**Problem to solve**
Copy each line of the data beneath in which the word "rect" appears.

[Collected data entries]
========

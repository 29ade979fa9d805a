//! Procedural rock pairs
//!
//! Each spawn places a rock hanging from above and a rock standing below,
//! with a gap of `2 * rock_distance` between them at a random height, plus
//! an invisible full-height trigger just behind the gap. All three scroll
//! left together and are removed when the scroll finishes.

use glam::Vec2;
use rand::Rng;

use super::body::{Body, BodyId, BodyTag, Motion};
use super::shape::Shape;
use crate::category;
use crate::tuning::Tuning;

/// One spawned gate: the bodies and where its gap is
#[derive(Debug, Clone, PartialEq)]
pub struct ObstaclePair {
    pub top: BodyId,
    pub bottom: BodyId,
    pub trigger: BodyId,
    /// The random offset the pair was placed at
    pub y_position: f32,
    pub gap_center_y: f32,
    pub gap_half_height: f32,
}

/// Builds rock pairs from a cached rock shape
#[derive(Debug, Clone)]
pub struct ObstacleGenerator {
    rock: Shape,
    rock_flipped: Shape,
}

impl ObstacleGenerator {
    pub fn new(rock: Shape) -> Self {
        let rock_flipped = rock.flipped_vertically();
        Self { rock, rock_flipped }
    }

    /// Spawn a pair just off the right edge. `next_id` allocates body ids.
    pub fn spawn<R: Rng>(
        &self,
        screen: Vec2,
        tuning: &Tuning,
        rng: &mut R,
        mut next_id: impl FnMut() -> BodyId,
    ) -> (ObstaclePair, [Body; 3]) {
        let rock_size = self.rock.size();
        let x = screen.x + rock_size.x;

        let max_y = tuning.gap_max_y(screen.y).max(tuning.gap_min_y);
        let y_position = rng.random_range(tuning.gap_min_y..=max_y);

        let travel = screen.x + rock_size.x * 2.0;
        let motion = Motion::MoveBy {
            velocity: Vec2::new(-travel / tuning.obstacle_traverse_secs, 0.0),
            remaining: tuning.obstacle_traverse_secs,
        };

        let rock_masks = |body: Body| body.with_masks(category::OBSTACLE, category::NONE);

        let top = rock_masks(Body::new(
            next_id(),
            BodyTag::Obstacle,
            Vec2::new(x, y_position + rock_size.y + tuning.rock_distance),
            self.rock_flipped.clone(),
        ))
        .with_motion(motion);

        let bottom = rock_masks(Body::new(
            next_id(),
            BodyTag::Obstacle,
            Vec2::new(x, y_position - tuning.rock_distance),
            self.rock.clone(),
        ))
        .with_motion(motion);

        let trigger = Body::new(
            next_id(),
            BodyTag::ScoreTrigger,
            Vec2::new(x + tuning.trigger_width * 2.0, screen.y / 2.0),
            Shape::rect(tuning.trigger_width, screen.y),
        )
        .with_masks(category::TRIGGER, category::NONE)
        .with_motion(motion);

        let pair = ObstaclePair {
            top: top.id,
            bottom: bottom.id,
            trigger: trigger.id,
            y_position,
            gap_center_y: y_position + rock_size.y / 2.0,
            gap_half_height: tuning.rock_distance,
        };

        log::debug!(
            "Spawned rocks at y={:.1} (gap center {:.1})",
            y_position,
            pair.gap_center_y
        );

        (pair, [top, bottom, trigger])
    }
}

#[cfg(test)]
mod tests {
    use super::*;
    use proptest::prelude::*;
    use rand::SeedableRng;
    use rand_pcg::Pcg32;

    const SCREEN: Vec2 = Vec2::new(1024.0, 768.0);

    fn generator() -> ObstacleGenerator {
        ObstacleGenerator::new(Shape::rect(60.0, 440.0))
    }

    fn spawn_one(seed: u64) -> (ObstaclePair, [Body; 3]) {
        let mut rng = Pcg32::seed_from_u64(seed);
        let mut id = 0;
        generator().spawn(SCREEN, &Tuning::default(), &mut rng, || {
            id += 1;
            BodyId(id)
        })
    }

    #[test]
    fn test_gap_is_twice_rock_distance() {
        let (pair, [top, bottom, _]) = spawn_one(1);
        let top_edge_of_bottom = bottom.position.y + 220.0;
        let bottom_edge_of_top = top.position.y - 220.0;
        assert!((bottom_edge_of_top - top_edge_of_bottom - 140.0).abs() < 1e-3);
        assert!((pair.gap_center_y - (top_edge_of_bottom + 70.0)).abs() < 1e-3);
        assert_eq!(pair.gap_half_height, 70.0);
    }

    #[test]
    fn test_layout_and_motion() {
        let (pair, [top, bottom, trigger]) = spawn_one(2);
        assert_eq!((pair.top, pair.bottom, pair.trigger), (BodyId(1), BodyId(2), BodyId(3)));
        assert_eq!(top.position.x, 1084.0);
        assert_eq!(bottom.position.x, 1084.0);
        assert_eq!(trigger.position, Vec2::new(1084.0 + 64.0, 384.0));
        assert_eq!(trigger.shape.size(), Vec2::new(32.0, 768.0));
        assert!(!top.dynamic && !bottom.dynamic && !trigger.dynamic);

        let expected_speed = (1024.0 + 120.0) / 6.2;
        for body in [&top, &bottom, &trigger] {
            match body.motion {
                Some(Motion::MoveBy {
                    velocity,
                    remaining,
                }) => {
                    assert!((velocity.x + expected_speed).abs() < 1e-3);
                    assert_eq!(velocity.y, 0.0);
                    assert_eq!(remaining, 6.2);
                }
                other => panic!("unexpected motion {other:?}"),
            }
        }
    }

    #[test]
    fn test_pair_removes_itself_after_traversal() {
        let (_, mut bodies) = spawn_one(3);
        let mut finished = [false; 3];
        for _ in 0..63 {
            for (body, done) in bodies.iter_mut().zip(finished.iter_mut()) {
                *done |= body.advance_motion(0.1);
            }
        }
        assert_eq!(finished, [true; 3]);
        // Travelled the full distance, fully past the left edge
        assert!((bodies[0].position.x - (1084.0 - 1144.0)).abs() < 0.05);
    }

    #[test]
    fn test_top_rock_is_flipped() {
        let spike = Shape::Polygon(
            crate::sim::shape::ConvexPolygon::new(vec![
                Vec2::new(-30.0, -220.0),
                Vec2::new(30.0, -220.0),
                Vec2::new(0.0, 220.0),
            ])
            .unwrap(),
        );
        let generator = ObstacleGenerator::new(spike.clone());
        let mut rng = Pcg32::seed_from_u64(4);
        let mut id = 0;
        let (_, [top, bottom, _]) = generator.spawn(SCREEN, &Tuning::default(), &mut rng, || {
            id += 1;
            BodyId(id)
        });
        assert_eq!(bottom.shape, spike);
        assert_eq!(top.shape, spike.flipped_vertically());
    }

    proptest! {
        #[test]
        fn prop_gap_offset_in_range(seed in any::<u64>()) {
            let (pair, _) = spawn_one(seed);
            prop_assert!(pair.y_position >= -50.0);
            prop_assert!(pair.y_position <= 768.0 / 3.0);
        }
    }
}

========

**Solved exercise**
            Shape::rect(tuning.trigger_width, screen.y),
        ObstacleGenerator::new(Shape::rect(60.0, 440.0))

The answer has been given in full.